Somehow I didn’t notice that I purchased mismatched headlights until I put them on. One is painted silver, and one isn’t.

More Wiring

The wiring on this project just doesn’t stop… The entire harness in the trunk had to be replaced. The previous owner was building a track car and cut half the stuff off. He even cut the ABS/speed sensor, which I don’t think he was supposed to. Thanks to Woody on the 986 forum I was able to pick one up for cheap. The engine harness was a bit of a pain to tear up since the Porsche diagrams are a huge pain in the butt to read. Most of the connection pins come out easily, but for some you need to make a special tool. BTW if you need any help with the wiring, just send me an email.

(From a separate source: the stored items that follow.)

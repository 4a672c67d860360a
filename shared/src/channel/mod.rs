mod data_message;
mod opcode;
mod view_message;
mod wire;

pub use data_message::DataMessage;
pub use opcode::ChannelEventType;
pub use view_message::ViewMessage;
pub use wire::{ArgReader, ArgValue, ArgWriter, WireMessage};
use std::collections::HashMap;

use log::warn;
use serde_json::Value;

use shadow_sync_shared::{
    BoundingClientRect, BoxModel, CallbackId, ChannelConfig, ComputedStyles, IdGenerator,
    InheritedRules, MatchedRules, MediaQueryResult, NodeId, PerformanceStats, ScrollOffset,
    ThemeInfo, WindowInfo,
};

use crate::error::{DataChannelError, RenderError};

/// A callback waiting for a reply from the view side.
///
/// `FnOnce` variants are consumed by their single reply. `FnMut` variants
/// stay registered until released explicitly.
pub enum Callback {
    Create(Box<dyn FnOnce(WindowInfo, ThemeInfo)>),
    Render(Box<dyn FnOnce(Result<(), RenderError>)>),
    Context(Box<dyn FnOnce(Value)>),
    ComputedStyles(Box<dyn FnOnce(ComputedStyles)>),
    InheritedRules(Box<dyn FnOnce(InheritedRules)>),
    MatchedRules(Box<dyn FnOnce(MatchedRules)>),
    PropertyIndex(Box<dyn FnOnce(Option<u32>)>),
    BoundingClientRect(Box<dyn FnOnce(BoundingClientRect)>),
    ScrollOffset(Box<dyn FnOnce(ScrollOffset)>),
    BoxModel(Box<dyn FnOnce(BoxModel)>),
    PseudoTypes(Box<dyn FnOnce(Vec<String>)>),
    PerformanceStats(Box<dyn FnOnce(PerformanceStats)>),

    WindowResize(Box<dyn FnMut(WindowInfo)>),
    ThemeChange(Box<dyn FnMut(ThemeInfo)>),
    MediaQueryObserver(Box<dyn FnMut(MediaQueryResult)>),
    IntersectionObserver(Box<dyn FnMut(Value)>),
    ModelBinding(Box<dyn FnMut(Value)>),
    OverlayInspect(Box<dyn FnMut(String, Option<NodeId>)>),
}

impl Callback {
    pub fn kind(&self) -> &'static str {
        match self {
            Callback::Create(_) => "create",
            Callback::Render(_) => "render",
            Callback::Context(_) => "context",
            Callback::ComputedStyles(_) => "computed styles",
            Callback::InheritedRules(_) => "inherited rules",
            Callback::MatchedRules(_) => "matched rules",
            Callback::PropertyIndex(_) => "property index",
            Callback::BoundingClientRect(_) => "bounding client rect",
            Callback::ScrollOffset(_) => "scroll offset",
            Callback::BoxModel(_) => "box model",
            Callback::PseudoTypes(_) => "pseudo types",
            Callback::PerformanceStats(_) => "performance stats",
            Callback::WindowResize(_) => "window resize",
            Callback::ThemeChange(_) => "theme change",
            Callback::MediaQueryObserver(_) => "media query observer",
            Callback::IntersectionObserver(_) => "intersection observer",
            Callback::ModelBinding(_) => "model binding",
            Callback::OverlayInspect(_) => "overlay inspect",
        }
    }

    /// Whether the callback survives its replies
    pub fn is_persistent(&self) -> bool {
        matches!(
            self,
            Callback::WindowResize(_)
                | Callback::ThemeChange(_)
                | Callback::MediaQueryObserver(_)
                | Callback::IntersectionObserver(_)
                | Callback::ModelBinding(_)
                | Callback::OverlayInspect(_)
        )
    }
}

/// Table of outstanding callbacks keyed by the id published with a request.
///
/// Ids come from a dedicated generator. A one-shot id goes back to it once
/// its reply is consumed. A released persistent id is retired instead, since
/// the view side may still have replies for it in flight, and only returns
/// to the generator through [`CallbackManager::recycle_retired`]. There is no
/// timeout: a reply that never arrives keeps its id forever.
pub struct CallbackManager {
    id_generator: IdGenerator<CallbackId>,
    callbacks: HashMap<CallbackId, Callback>,
    retired: Vec<CallbackId>,
    warn_threshold: usize,
}

impl CallbackManager {
    pub fn new(config: &ChannelConfig) -> Self {
        Self {
            id_generator: IdGenerator::new(&config.id_generator),
            callbacks: HashMap::new(),
            retired: Vec::new(),
            warn_threshold: config.callback_warn_threshold,
        }
    }

    pub fn register(&mut self, callback: Callback) -> CallbackId {
        let id = self.id_generator.gen();
        self.callbacks.insert(id, callback);
        if self.callbacks.len() > self.warn_threshold {
            warn!(
                "{} callbacks outstanding, replies may have been dropped",
                self.callbacks.len()
            );
        }
        id
    }

    /// Removes the callback for a one-shot reply and frees its id
    pub fn take(&mut self, id: CallbackId) -> Result<Callback, DataChannelError> {
        let callback = self
            .callbacks
            .remove(&id)
            .ok_or(DataChannelError::UnknownCallback { callback: id })?;
        self.id_generator.release(id);
        Ok(callback)
    }

    pub fn get_mut(&mut self, id: CallbackId) -> Option<&mut Callback> {
        self.callbacks.get_mut(&id)
    }

    /// Drops a persistent callback and retires its id. Returns `false` when
    /// the id was not outstanding.
    pub fn release(&mut self, id: CallbackId) -> bool {
        if self.callbacks.remove(&id).is_some() {
            self.retired.push(id);
            return true;
        }
        false
    }

    /// Returns every retired id to the generator. Only valid once no reply
    /// sent through the old transport can arrive anymore.
    pub fn recycle_retired(&mut self) {
        for id in self.retired.drain(..) {
            self.id_generator.release(id);
        }
    }

    pub fn contains(&self, id: CallbackId) -> bool {
        self.callbacks.contains_key(&id)
    }

    pub fn is_retired(&self, id: CallbackId) -> bool {
        self.retired.contains(&id)
    }

    pub fn outstanding(&self) -> usize {
        self.callbacks.len()
    }
}
//! In-memory fixtures for end-to-end tests of a shadow-sync channel: a
//! loopback transport, a recording view backend and a replayable logical
//! tree.

pub mod logical_tree;
pub mod memory_backend;

pub use logical_tree::{LogicalNode, LogicalTree};
pub use loopback::{Harness, LoopbackTransport, PumpError};
pub use memory_backend::{MemoryBackend, MemoryEntry, MemoryKind, MemoryNode};
pub use shape::Shape;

The pins on these types of connections will not come out easily. You need to remove the back cover and stick in a think metal tube (you can make one from a pop can) through the front of the connector, between the plastic and the pin. Pushing the pin forward from the back while inserting the tube makes it much easier to take apart.

I’m slowly making some progress cleaning up the wiring. I used a couple of no longer needed relays to power the GM PCM and the water pump.

The GM PCM is massive and won’t fit on the firewall like the Porsche DME. I had a sheet of aluminum kicking around so I made a mount. I don’t have the latest picture of the wiring, but it is starting to look pretty clean. 

Like I mentioned in the previous post, I’m having some issues with the fuel pump relay and the ignition. The fuel pump relay does not switch on ignition and same with the starter motor relay.

Cooling system continued

I don’t have a hoist, so it was pretty difficult to snap good picture of the fuel system. Here is a basic diagram of how I did it. I decided not to run heater lines, since it will probably be hot enough in the car from the engine compartment. I do not plan to winter drive it.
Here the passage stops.